The media “sold past the close” too — not just Clinton. If the focus was on defeating Trump, then anti-Trump forces needed every ally they could muster. If the Allies in late 1944 decided to also start attacking Stalin’s forces because they needed to defeat all autocrats everywhere simultaneously, that would have been a severe strategic mistake. (In fact, Hitler made that exact mistake three years earlier)

At some point after the conventions, the opinion section of the news media was so certain that Clinton was going to win that a complacency and smugness settled in among their ranks. They almost all felt that their constituency was secure enough that it needed no new membership. New allies to defeat Trump were neither sought after nor encouraged when showing signs of joining.

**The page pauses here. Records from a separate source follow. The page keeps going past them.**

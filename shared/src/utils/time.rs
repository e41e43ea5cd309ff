//! Time-related utilities

use chrono::{DateTime, Utc};

/// Format a collection timestamp (nanoseconds since the UNIX epoch) for the
/// report legend, e.g. `Mar 4, 2024 at 3:07pm (UTC)`.
///
/// Returns `None` for a zero or out-of-range timestamp.
pub fn format_profile_time(time_nanos: i64) -> Option<String> {
    if time_nanos <= 0 {
        return None;
    }
    let secs = time_nanos.div_euclid(1_000_000_000);
    let nsecs = time_nanos.rem_euclid(1_000_000_000) as u32;
    let time: DateTime<Utc> = DateTime::from_timestamp(secs, nsecs)?;
    Some(time.format("%b %-d, %Y at %-I:%M%P (UTC)").to_string())
}

#[cfg(test)]
mod tests {
    use super::*;

    #[test]
    fn test_format_profile_time() {
        // 2024-03-04T15:07:00Z
        let nanos = 1_709_564_820i64 * 1_000_000_000;
        assert_eq!(
            format_profile_time(nanos).as_deref(),
            Some("Mar 4, 2024 at 3:07pm (UTC)")
        );
    }

    #[test]
    fn test_zero_time_is_omitted() {
        assert!(format_profile_time(0).is_none());
    }
}
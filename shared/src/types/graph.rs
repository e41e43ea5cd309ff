//! Weighted call graph
//!
//! Nodes live in an arena and are addressed by [`NodeId`]. Adjacency is kept
//! in insertion order so everything derived from a graph (diagram numbering,
//! flame-graph child order) is deterministic.

use std::collections::HashMap;

/// Index of a node in [`Graph::nodes`]
pub type NodeId = usize;

/// Identity of a graph node.
#[derive(Debug, Clone, Default, Eq, PartialEq, Hash)]
pub struct NodeInfo {
    /// Function name, empty when the node is keyed by file or address only
    pub name: String,
    pub file: Option<String>,
    pub line: Option<u32>,
    pub address: Option<u64>,
    /// Object file, used when nothing else identifies the node
    pub objfile: Option<String>,
}

impl NodeInfo {
    pub fn named(name: impl Into<String>) -> Self {
        Self {
            name: name.into(),
            ..Default::default()
        }
    }

    /// Components of the printable name: address, function, location.
    pub fn name_components(&self) -> Vec<String> {
        let mut parts = Vec::new();
        if let Some(address) = self.address.filter(|&a| a != 0) {
            parts.push(format!("{:016x}", address));
        }
        if !self.name.is_empty() {
            parts.push(self.name.clone());
        }
        match (&self.file, self.line) {
            (Some(file), Some(line)) if line != 0 => parts.push(format!("{}:{}", file, line)),
            (Some(file), _) if !file.is_empty() => parts.push(file.clone()),
            _ if !self.name.is_empty() => {}
            _ => match &self.objfile {
                Some(obj) => {
                    let base = obj.rsplit('/').next().unwrap_or(obj);
                    parts.push(format!("[{}]", base));
                }
                None => parts.push("<unknown>".to_string()),
            },
        }
        parts
    }

    /// Full human-readable name of the node
    pub fn printable_name(&self) -> String {
        self.name_components().join(" ")
    }
}

/// A weighted edge between two nodes.
#[derive(Debug, Clone, PartialEq)]
pub struct Edge {
    pub src: NodeId,
    pub dest: NodeId,
    pub weight: i64,
    /// Callee was inlined into the caller
    pub inline: bool,
}

/// Edges of one node, keyed by the node at the other end, in insertion
/// order.
#[derive(Debug, Clone, Default, PartialEq)]
pub struct EdgeMap {
    edges: Vec<Edge>,
    index: HashMap<NodeId, usize>,
}

impl EdgeMap {
    pub fn new() -> Self {
        Self::default()
    }

    /// Edge to or from `other`
    pub fn get(&self, other: NodeId) -> Option<&Edge> {
        self.index.get(&other).map(|&i| &self.edges[i])
    }

    fn upsert(&mut self, other: NodeId, edge: Edge) {
        match self.index.get(&other) {
            Some(&i) => {
                let existing = &mut self.edges[i];
                existing.weight = existing.weight.saturating_add(edge.weight);
                existing.inline &= edge.inline;
            }
            None => {
                self.index.insert(other, self.edges.len());
                self.edges.push(edge);
            }
        }
    }

    /// Edges in insertion order
    pub fn iter(&self) -> impl Iterator<Item = &Edge> {
        self.edges.iter()
    }

    pub fn len(&self) -> usize {
        self.edges.len()
    }

    pub fn is_empty(&self) -> bool {
        self.edges.is_empty()
    }
}

/// A node of the call graph.
#[derive(Debug, Clone, PartialEq)]
pub struct Node {
    pub id: NodeId,
    pub info: NodeInfo,
    /// Value attributed to the node itself
    pub flat: i64,
    /// Value of the node and everything it calls
    pub cum: i64,
    /// All frames merged into this node were inlined
    pub inlined: bool,
    /// Callers
    pub in_edges: EdgeMap,
    /// Callees
    pub out_edges: EdgeMap,
}

impl Node {
    pub fn is_root(&self) -> bool {
        self.in_edges.is_empty()
    }
}

/// Weighted call graph built by an aggregation engine.
#[derive(Debug, Clone, Default, PartialEq)]
pub struct Graph {
    pub nodes: Vec<Node>,
}

impl Graph {
    pub fn new() -> Self {
        Self::default()
    }

    /// Append a node with zero weight and return its id
    pub fn add_node(&mut self, info: NodeInfo) -> NodeId {
        let id = self.nodes.len();
        self.nodes.push(Node {
            id,
            info,
            flat: 0,
            cum: 0,
            inlined: false,
            in_edges: EdgeMap::new(),
            out_edges: EdgeMap::new(),
        });
        id
    }

    /// Add `weight` to the edge `src -> dest`, creating it if needed.
    /// Unknown ids are ignored.
    pub fn add_edge(&mut self, src: NodeId, dest: NodeId, weight: i64, inline: bool) {
        if src >= self.nodes.len() || dest >= self.nodes.len() {
            return;
        }
        let edge = Edge {
            src,
            dest,
            weight,
            inline,
        };
        self.nodes[src].out_edges.upsert(dest, edge.clone());
        self.nodes[dest].in_edges.upsert(src, edge);
    }

    /// Sum of flat values over all nodes
    pub fn total_flat(&self) -> i64 {
        self.nodes
            .iter()
            .fold(0i64, |acc, n| acc.saturating_add(n.flat))
    }

    /// Build a new graph containing only `keep`, in that order.
    ///
    /// Ids are reassigned; edges between kept nodes are preserved in their
    /// original insertion order. Edges are filtered by `keep_edge`.
    pub fn select<F>(&self, keep: &[NodeId], mut keep_edge: F) -> Graph
    where
        F: FnMut(&Edge) -> bool,
    {
        let mut remap: HashMap<NodeId, NodeId> = HashMap::with_capacity(keep.len());
        let mut order = Vec::with_capacity(keep.len());
        let mut out = Graph::new();
        for &old in keep {
            let Some(node) = self.nodes.get(old) else {
                continue;
            };
            if remap.contains_key(&old) {
                continue;
            }
            order.push(node);
            let id = out.add_node(node.info.clone());
            let new = &mut out.nodes[id];
            new.flat = node.flat;
            new.cum = node.cum;
            new.inlined = node.inlined;
            remap.insert(old, id);
        }
        for node in order {
            for edge in node.out_edges.iter() {
                if !keep_edge(edge) {
                    continue;
                }
                if let (Some(&src), Some(&dest)) = (remap.get(&edge.src), remap.get(&edge.dest)) {
                    out.add_edge(src, dest, edge.weight, edge.inline);
                }
            }
        }
        out
    }
}
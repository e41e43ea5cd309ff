//! Render dispatch
//!
//! [`WebUi`] owns one loaded profile and turns `(view, query)` pairs into
//! serialized view payloads. Each view resolves its configuration, runs the
//! report generator, hands the report to its transformer and then gets the
//! shared page chrome injected in [`WebUi::finish`].

use serde::{Deserialize, Serialize};
use sightline_shared::{Profile, ProfileSnapshot};
use std::collections::BTreeMap;
use std::sync::Arc;
use tracing::{debug, warn};

use crate::config::{resolve, EffectiveConfig, Granularity, QueryParams};
use crate::context::AppContext;
use crate::engine::Engine;
use crate::error::{Error, RenderError};
use crate::help::help_text;
use crate::metrics;
use crate::report::{generate, Generated, Report};
use crate::settings::{config_menu, load_configs, ConfigMenuEntry, NamedConfig};
use crate::views::{build_flame_graph, render_graph, render_listing, top_items, DiagramEngine, TopItem};
use crate::{MAX_ENTRIES, TOP_NODE_COUNT};

/// Render callback handed to the host: raw query string in, payload out.
pub type RenderFn = Arc<dyn Fn(&str) -> Result<RenderedView, Error> + Send + Sync>;

// ── Views ────────────────────────────────────────────────────────────────────

#[derive(Debug, Clone, Copy, PartialEq, Eq, Hash)]
pub enum View {
    Graph,
    Top,
    Disasm,
    Source,
    Peek,
    FlameGraph,
}

impl View {
    /// View for a route or command name; anything unrecognized is the graph.
    pub fn from_name(name: &str) -> Self {
        match name {
            "top" => View::Top,
            "disasm" => View::Disasm,
            "source" => View::Source,
            "peek" => View::Peek,
            "flamegraph" => View::FlameGraph,
            _ => View::Graph,
        }
    }

    pub fn name(&self) -> &'static str {
        match self {
            View::Graph => "graph",
            View::Top => "top",
            View::Disasm => "disasm",
            View::Source => "source",
            View::Peek => "peek",
            View::FlameGraph => "flamegraph",
        }
    }

    /// Template a front end uses to present the payload
    pub fn template(&self) -> &'static str {
        match self {
            View::Graph => "graph",
            View::Top => "top",
            View::Disasm | View::Peek => "plaintext",
            View::Source => "sourcelisting",
            View::FlameGraph => "flamegraph",
        }
    }

    pub const ALL: [View; 6] = [
        View::Graph,
        View::Top,
        View::Disasm,
        View::Source,
        View::Peek,
        View::FlameGraph,
    ];
}

// ── Payload ──────────────────────────────────────────────────────────────────

/// Links to sibling views and downloads, shown on every page.
#[derive(Debug, Clone, Default, PartialEq, Eq, Serialize, Deserialize)]
pub struct RenderLinks {
    pub top_url: String,
    pub graph_url: String,
    pub flamegraph_url: String,
    pub peek_url: String,
    pub source_url: String,
    pub disasm_url: String,
    pub sample_url: String,
    pub cpu_url: String,
    pub download_url: String,
}

impl RenderLinks {
    /// Links matching the routes of the built-in server.
    pub fn local() -> Self {
        Self {
            top_url: "./top".to_string(),
            graph_url: "./".to_string(),
            flamegraph_url: "./flamegraph".to_string(),
            peek_url: "./peek".to_string(),
            source_url: "./source".to_string(),
            disasm_url: "./disasm".to_string(),
            sample_url: String::new(),
            cpu_url: String::new(),
            download_url: "./download".to_string(),
        }
    }
}

/// View-specific part of a payload.
#[derive(Debug, Default)]
struct Body {
    legend: Vec<String>,
    nodes: Vec<String>,
    svg: Option<String>,
    text: Option<String>,
    top: Vec<TopItem>,
    flame_graph: Option<String>,
}

#[derive(Debug, Serialize)]
struct ViewData<'a> {
    title: String,
    errors: Vec<String>,
    total: i64,
    sample_types: Vec<String>,
    legend: Vec<String>,
    help: &'a BTreeMap<String, String>,
    configs: Vec<ConfigMenuEntry>,
    #[serde(flatten)]
    links: &'a RenderLinks,
    #[serde(skip_serializing_if = "Vec::is_empty")]
    nodes: Vec<String>,
    #[serde(skip_serializing_if = "Option::is_none")]
    svg: Option<String>,
    #[serde(skip_serializing_if = "Option::is_none")]
    text_body: Option<String>,
    #[serde(skip_serializing_if = "Vec::is_empty")]
    top: Vec<TopItem>,
    /// Flame graph tree, already serialized
    #[serde(skip_serializing_if = "Option::is_none")]
    flame_graph: Option<String>,
}

/// A fully serialized view.
#[derive(Debug, Clone, PartialEq, Eq)]
pub struct RenderedView {
    pub template: &'static str,
    pub content_type: &'static str,
    pub body: Vec<u8>,
}

impl RenderedView {
    /// Body decoded as JSON
    pub fn json(&self) -> Result<serde_json::Value, serde_json::Error> {
        serde_json::from_slice(&self.body)
    }
}

// ── WebUi ────────────────────────────────────────────────────────────────────

/// One loaded profile together with everything needed to render it.
pub struct WebUi {
    profile: ProfileSnapshot,
    /// Profile combined with a normalized copy of itself, when a base exists
    normalized: Option<ProfileSnapshot>,
    engine: Arc<dyn Engine>,
    diagram: Arc<dyn DiagramEngine>,
    base_config: EffectiveConfig,
    configs: Vec<NamedConfig>,
    help: BTreeMap<String, String>,
    links: RenderLinks,
}

impl WebUi {
    /// UI over `profile` using the context's engine, diagram engine and
    /// saved configurations.
    pub fn new(profile: Profile, ctx: &AppContext) -> Self {
        Self {
            profile: ProfileSnapshot::new(profile),
            normalized: None,
            engine: Arc::clone(&ctx.engine),
            diagram: Arc::clone(&ctx.diagram),
            base_config: ctx.settings.base_config(),
            configs: load_configs(ctx.settings.settings_file.as_deref()),
            help: help_text(),
            links: RenderLinks::default(),
        }
    }

    /// Mark the profile as combined with a base; `normalized` is the same
    /// combination computed after scaling to the base's totals.
    pub fn with_base(mut self, normalized: Profile) -> Self {
        self.normalized = Some(ProfileSnapshot::new(normalized));
        self
    }

    pub fn with_links(mut self, links: RenderLinks) -> Self {
        self.links = links;
        self
    }

    pub fn has_base(&self) -> bool {
        self.normalized.is_some()
    }

    /// The profile as loaded (combined with the base, if any)
    pub fn profile(&self) -> Arc<Profile> {
        self.profile.snapshot()
    }

    /// Render `view` for the raw `query` string.
    pub fn render(&self, view: View, query: &str) -> Result<RenderedView, Error> {
        let timer = metrics::RENDER_DURATION
            .with_label_values(&[view.name()])
            .start_timer();
        let result = self.render_view(view, &QueryParams::parse(query));
        timer.observe_duration();

        let status = match &result {
            Ok(_) => "ok",
            Err(e) => {
                warn!(
                    "Render of {} failed ({}): {}",
                    view.name(),
                    e.status_code().as_u16(),
                    e
                );
                e.kind()
            }
        };
        metrics::RENDER_TOTAL
            .with_label_values(&[view.name(), status])
            .inc();
        result
    }

    /// Callback rendering `view` on every call.
    pub fn render_func(self: &Arc<Self>, view: View) -> RenderFn {
        let ui = Arc::clone(self);
        Arc::new(move |query: &str| ui.render(view, query))
    }

    fn render_view(&self, view: View, query: &QueryParams) -> Result<RenderedView, Error> {
        let focus = query.get("f").unwrap_or_default();
        match view {
            View::Graph => {
                let (generated, cfg) = self.make_report(query, &["svg"], None)?;
                let graph = render_graph(&generated.report, self.diagram.as_ref())?;
                let body = Body {
                    legend: generated.report.labels.clone(),
                    nodes: graph.nodes,
                    svg: Some(graph.svg),
                    ..Default::default()
                };
                self.finish(view, query, cfg, generated, body)
            }
            View::Top => {
                let edit = |c: &mut EffectiveConfig| c.node_count = Some(TOP_NODE_COUNT);
                let (generated, cfg) = self.make_report(query, &["top"], Some(&edit))?;
                let top = top_items(&generated.report, cfg.node_count)?;
                let body = Body {
                    legend: generated.report.labels.clone(),
                    nodes: top.iter().map(|item| item.name.clone()).collect(),
                    top,
                    ..Default::default()
                };
                self.finish(view, query, cfg, generated, body)
            }
            View::Disasm | View::Source | View::Peek => {
                let command = match view {
                    View::Disasm => "disasm",
                    View::Source => "weblist",
                    _ => "peek",
                };
                let lines = |c: &mut EffectiveConfig| c.granularity = Granularity::Lines;
                let edit: Option<&dyn Fn(&mut EffectiveConfig)> = match view {
                    View::Peek => Some(&lines),
                    _ => None,
                };
                let (generated, cfg) = self.make_report(query, &[command, focus], edit)?;
                let text = render_listing(&generated.report, MAX_ENTRIES)?;
                let body = Body {
                    legend: generated.report.labels.clone(),
                    text: Some(text),
                    ..Default::default()
                };
                self.finish(view, query, cfg, generated, body)
            }
            View::FlameGraph => {
                let edit = |c: &mut EffectiveConfig| {
                    c.call_tree = true;
                    c.trim = false;
                };
                let (generated, cfg) = self.make_report(query, &["svg"], Some(&edit))?;
                let tree = build_flame_graph(&generated.report)?;
                let json = tree.to_json().map_err(RenderError::from)?;
                let body = Body {
                    legend: generated.report.labels.clone(),
                    nodes: tree.nodes,
                    flame_graph: Some(json),
                    ..Default::default()
                };
                self.finish(view, query, cfg, generated, body)
            }
        }
    }

    /// Resolve the configuration for this request and build the report.
    fn make_report(
        &self,
        query: &QueryParams,
        command: &[&str],
        edit: Option<&dyn Fn(&mut EffectiveConfig)>,
    ) -> Result<(Generated, EffectiveConfig), Error> {
        let cfg = resolve(&self.base_config, query, edit, self.has_base())?;
        let snapshot = match (&self.normalized, cfg.normalize) {
            (Some(normalized), true) => normalized.snapshot(),
            _ => self.profile.snapshot(),
        };
        let generated = generate(&snapshot, command, &cfg, self.engine.as_ref())?;
        Ok((generated, cfg))
    }

    /// Inject the page chrome and serialize.
    fn finish(
        &self,
        view: View,
        query: &QueryParams,
        cfg: EffectiveConfig,
        generated: Generated,
        body: Body,
    ) -> Result<RenderedView, Error> {
        let Generated { report, warnings } = generated;
        // The menu compares against the request's configuration, not the
        // view's forced edits.
        let request_cfg = resolve(&self.base_config, query, None, self.has_base())?;
        debug!(
            "Finishing {} view: {} node names, node_count {:?}",
            view.name(),
            body.nodes.len(),
            cfg.node_count
        );

        let data = ViewData {
            title: title(&report),
            errors: warnings,
            total: report.total,
            sample_types: self.profile.snapshot().sample_type_names(),
            legend: body.legend,
            help: &self.help,
            configs: config_menu(&self.configs, &request_cfg),
            links: &self.links,
            nodes: body.nodes,
            svg: body.svg,
            text_body: body.text,
            top: body.top,
            flame_graph: body.flame_graph,
        };
        let body = serde_json::to_vec(&data).map_err(RenderError::from)?;
        Ok(RenderedView {
            template: view.template(),
            content_type: "application/json",
            body,
        })
    }
}

fn title(report: &Report) -> String {
    format!(
        "{} {}",
        report.label_value("File:").unwrap_or("unknown"),
        report.label_value("Type:").unwrap_or("unknown")
    )
}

4. One hundred other things, maybe fewer

  • I suspect the Black Lives Matter movement severely hurt Democrats. Trump rallies ended up being the white equivalent — “All Lives Matter” was a popular message there, but I might recognize that there were people in that group actually saying “Our Lives Matter” and that’s what they’re thinking instead of pure racism. Life’s not easy in those places and they saw a national focus on other “not-easy” places, not theirs, and Trump spoke to them. BLM has some noble aims but they likewise need allies from other forgotten constituencies.
  • Donald Trump’s support regularly rose when he was quiet on social and traditional media. He often used his media appearances to “punch down”, like attacking the Khans or the women accusing him. When his team changed his Twitter password — obviously this was how this accomplished — his relative silence allowed Clinton to talk too much and actually weaken their position. Silence was golden this election, apparently.
  • The “safe-space, trigger warning” environment of the nation’s universities has gotten entirely out of hand. I saw this personally when Vanderbilt University, my alma mater, placed an “all comers” policy on the leadership (not membership, leadership) of campus student organizations to suppress the speech of certain out-of-favor groups like Christian ministries. Universities used to be the crucible for ideas — where perspectives would collide and shape new and better ones. You need iron and carbon to bond and be folded and shaped to make steel. Schools today are trying to make steel from iron only, and its product is unsurprisingly brittle.
  • Immigration may have been the big issue in this election, but migration may be the more important story. The US Census distributes representatives and electors based on state population, and we know that state populations are changing. The last census, however, was in 2010. It’s possible that 200–300K voters have left swing states in the Rust Belt to non-swing states south and on the coasts during that time. This could explain Clinton winning the popular vote narrowly but underperforming in those key states.
  • In light of that last, I still support the existence of the Electoral College. I believe it makes a rigged election much less likely, since it would require the criminal coordination of results across multiple states as opposed to simply stuffing the ballot box in Los Angeles, for example. I would support a more frequent US Census, however, since 10 years is far too far apart in this day and age. We will not see any population-driven changes in electors until 2024! That’s insane.
  • This tweet is certainly important.

I’m not highly worried about this, but I would much rather be a truck driver with skills for in-town deliveries than going overland. And I think we radically underestimate the ability of truck drivers.